Personally, I think it all depends on context. You are right that the House of Representatives can be shortened to the House, but only if it is commonly known that is what you meant.

For example, if you said to someone IN the States ‘My brother is in the Army’, they would probably know that you mean the US Army and therefore you are using a proper name and it should be capitalised, much the same as you would know that a politician in Washington referring the Hill would mean Capitol Hill.

However, if you were speaking to someone outside the States and you said ‘My brother is in the Army’ they wouldn’t know what force you were referring to, just that it wasn’t the navy, air force etc. In which case you have to either say the whole name US Army (as opposed to the MArines or whatever - just an aside on that one, aren’t the Marines part of the Navy? They are over here in the UK) and it would be capitalised, or you could just be implying that he was just in a force that wasn’t the navy/air force etc. and not trying to inform the person which particular ‘army’ he is in.

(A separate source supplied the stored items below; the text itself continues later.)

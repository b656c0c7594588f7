//! `Package.swift` rendering.
//!
//! Each product `P` becomes `.library(name: "P", targets: ["PTarget"])`
//! backed by a source target `PTarget` that depends on the product's
//! binaries and wrappers. Wrappers become plain source targets, and every
//! binary artefact becomes one `.binaryTarget`. Source targets need at
//! least one Swift file, so a stub is written for each.

use super::graph::{Dependency, TargetSpec, product_target_name};
use super::{Manifest, ManifestError};
use crate::artefact::name::ArtefactName;
use log::info;
use std::fmt;
use std::fs;
use std::path::{Path, PathBuf};

/// Name of the generated manifest file.
pub const PACKAGE_SWIFT: &str = "Package.swift";

/// Directory holding the source targets.
const SOURCES_DIR: &str = "Sources";

const INDENT: &str = "    ";

/// Files written by [`write_manifest`].
#[derive(Debug, Clone, PartialEq, Eq)]
pub struct GeneratedManifest {
    /// The `Package.swift` path.
    pub package_swift: PathBuf,
    /// Source stubs, one per product target and wrapper.
    pub stubs: Vec<PathBuf>,
    /// Binaries rendered without a checksum.
    pub missing_checksums: Vec<ArtefactName>,
}

/// Render `manifest` as `Package.swift` source.
#[must_use]
pub fn render_package_swift(manifest: &Manifest) -> String {
    PackageSwift(manifest).to_string()
}

/// Display adapter producing the `Package.swift` text.
struct PackageSwift<'a>(&'a Manifest);

impl fmt::Display for PackageSwift<'_> {
    fn fmt(&self, f: &mut fmt::Formatter<'_>) -> fmt::Result {
        let manifest = self.0;
        writeln!(f, "// swift-tools-version:{}", manifest.tools_version)?;
        writeln!(
            f,
            "// Generated by xcpack for release {}. Do not edit.",
            manifest.tag
        )?;
        writeln!(f)?;
        writeln!(f, "import PackageDescription")?;
        writeln!(f)?;
        writeln!(f, "let package = Package(")?;
        writeln!(f, "{INDENT}name: {},", quote(&manifest.package_name))?;

        if !manifest.platforms.is_empty() {
            writeln!(f, "{INDENT}platforms: [")?;
            for (platform, version) in &manifest.platforms {
                writeln!(f, "{INDENT}{INDENT}.{platform}({}),", quote(version))?;
            }
            writeln!(f, "{INDENT}],")?;
        }

        writeln!(f, "{INDENT}products: [")?;
        for product in &manifest.products {
            writeln!(f, "{INDENT}{INDENT}.library(")?;
            writeln!(f, "{INDENT}{INDENT}{INDENT}name: {},", quote(&product.name))?;
            writeln!(
                f,
                "{INDENT}{INDENT}{INDENT}targets: [{}]",
                quote(&product_target_name(&product.name))
            )?;
            writeln!(f, "{INDENT}{INDENT}),")?;
        }
        writeln!(f, "{INDENT}],")?;

        writeln!(f, "{INDENT}targets: [")?;
        for product in &manifest.products {
            render_source_target(f, &product_target_name(&product.name), product)?;
        }
        for wrapper in &manifest.wrappers {
            render_source_target(f, &wrapper.name, wrapper)?;
        }
        for binary in &manifest.binaries {
            let checksum = binary.checksum.as_ref().map_or("", |c| c.as_str());
            writeln!(f, "{INDENT}{INDENT}.binaryTarget(")?;
            writeln!(f, "{INDENT}{INDENT}{INDENT}name: {},", quote(binary.name.as_str()))?;
            writeln!(f, "{INDENT}{INDENT}{INDENT}url: {},", quote(&binary.url))?;
            writeln!(f, "{INDENT}{INDENT}{INDENT}checksum: {}", quote(checksum))?;
            writeln!(f, "{INDENT}{INDENT}),")?;
        }
        writeln!(f, "{INDENT}]")?;
        writeln!(f, ")")
    }
}

fn render_source_target(
    f: &mut fmt::Formatter<'_>,
    name: &str,
    spec: &TargetSpec,
) -> fmt::Result {
    writeln!(f, "{INDENT}{INDENT}.target(")?;
    writeln!(f, "{INDENT}{INDENT}{INDENT}name: {},", quote(name))?;
    writeln!(f, "{INDENT}{INDENT}{INDENT}dependencies: [")?;
    for dep in &spec.dependencies {
        writeln!(
            f,
            "{INDENT}{INDENT}{INDENT}{INDENT}.target(name: {}),",
            quote(dep.name())
        )?;
    }
    writeln!(f, "{INDENT}{INDENT}{INDENT}],")?;
    writeln!(
        f,
        "{INDENT}{INDENT}{INDENT}path: {}",
        quote(&format!("{SOURCES_DIR}/{name}"))
    )?;
    writeln!(f, "{INDENT}{INDENT}),")
}

/// A Swift string literal for `value`.
fn quote(value: &str) -> String {
    let mut literal = String::with_capacity(value.len() + 2);
    literal.push('"');
    for ch in value.chars() {
        match ch {
            '"' => literal.push_str("\\\""),
            '\\' => literal.push_str("\\\\"),
            _ => literal.push(ch),
        }
    }
    literal.push('"');
    literal
}

fn stub_source(name: &str, spec: &TargetSpec) -> String {
    let mut out = format!("// Generated by xcpack. {name} links:\n");
    for dep in &spec.dependencies {
        let kind = match dep {
            Dependency::Binary(_) => "binary",
            Dependency::Target(_) => "target",
        };
        out.push_str(&format!("//   {kind} {}\n", dep.name()));
    }
    out
}

/// Write `Package.swift` and the source stubs under `root`.
///
/// An existing `Package.swift` is replaced entirely.
///
/// # Errors
///
/// Returns [`ManifestError::Io`] when a file cannot be written.
pub fn write_manifest(
    root: &Path,
    manifest: &Manifest,
) -> Result<GeneratedManifest, ManifestError> {
    let io_err = |path: &Path| {
        let path = path.to_path_buf();
        move |source: std::io::Error| ManifestError::Io { path, source }
    };
    fs::create_dir_all(root).map_err(io_err(root))?;

    let targets = manifest
        .products
        .iter()
        .map(|p| (product_target_name(&p.name), p))
        .chain(manifest.wrappers.iter().map(|w| (w.name.clone(), w)));
    let mut stubs = Vec::new();
    for (name, spec) in targets {
        let dir = root.join(SOURCES_DIR).join(&name);
        fs::create_dir_all(&dir).map_err(io_err(&dir))?;
        let stub = dir.join(format!("{name}.swift"));
        fs::write(&stub, stub_source(&name, spec)).map_err(io_err(&stub))?;
        stubs.push(stub);
    }

    let package_swift = root.join(PACKAGE_SWIFT);
    fs::write(&package_swift, render_package_swift(manifest)).map_err(io_err(&package_swift))?;
    info!(
        "wrote {} ({} product(s), {} binary target(s))",
        package_swift.display(),
        manifest.products.len(),
        manifest.binaries.len()
    );

    Ok(GeneratedManifest {
        package_swift,
        stubs,
        missing_checksums: manifest.missing_checksums().into_iter().cloned().collect(),
    })
}
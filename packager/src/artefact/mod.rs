//! Artefact naming, assembly, and bundle layout.
//!
//! - [`name`] - Validated artefact names and derived file names
//! - [`headers`] - Public header flattening with collision detection
//! - [`bundle`] - Framework and xcframework layout and property lists
//! - [`assembler`] - Per-architecture archiving and universal fusing
//! - [`prebuilt`] - Discovery and staging of vendor xcframeworks

pub mod assembler;
pub mod bundle;
pub mod headers;
pub mod name;
pub mod prebuilt;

Don’t think I’ve explained myself very well, but know what I mean!

OK, I give up. Someone had better notify the publishing experts who wrote the style guides that they are wrong, wrong, wrong.

But until new revisions are put out, I will continue to follow the reference books used by my profession. And I will also continue to understand the difference between “being right or wrong” and “following the chosen style guide,” as all of my colleagues do. And also the difference between “understanding about exceptions to the rule” and “blindly applying a rule across the board.” In the “counterexamples” you have given, the exception does not prove the rule.

I offered my professional advice and cited several reference books to back it up in this thread. It’s your choice to ignore that advice and documentation if you wish. No skin off my nose – I figure it’s job security.

No-one said they were necessarily wrong. Other people are allowed to have their own opinions on the matter, and published material is not necessarily definitive. That is what debate is all about, surely?

That said, if the OP was concerned with an official question on an exam or whatever then the stuff you put forth is obviously going to look better than my unfocused ramblings!

Feel better now? :wink:

Scarlett - I’m a journalist (photo, to be specific.) Different profession, different bible. You mentioned the NY style guide, which writes “the Army” in reference to the US army. So, here’s what AP has to say:

I would hardly call the New York Times and the Associated Press the minority in this. Almost all newsrooms follow AP style, with some of their own little modifications (eg. AP says “teen-ager.” Almost everyone else writes “teenager.”) Just by the sheer volume of texts produced every single day by American dailies following AP style, I would seriously rethink your position that the NYT is “in the minority” on this stylistic point. (Although my logic goes with AP, if the context indicates the U.S. Army.)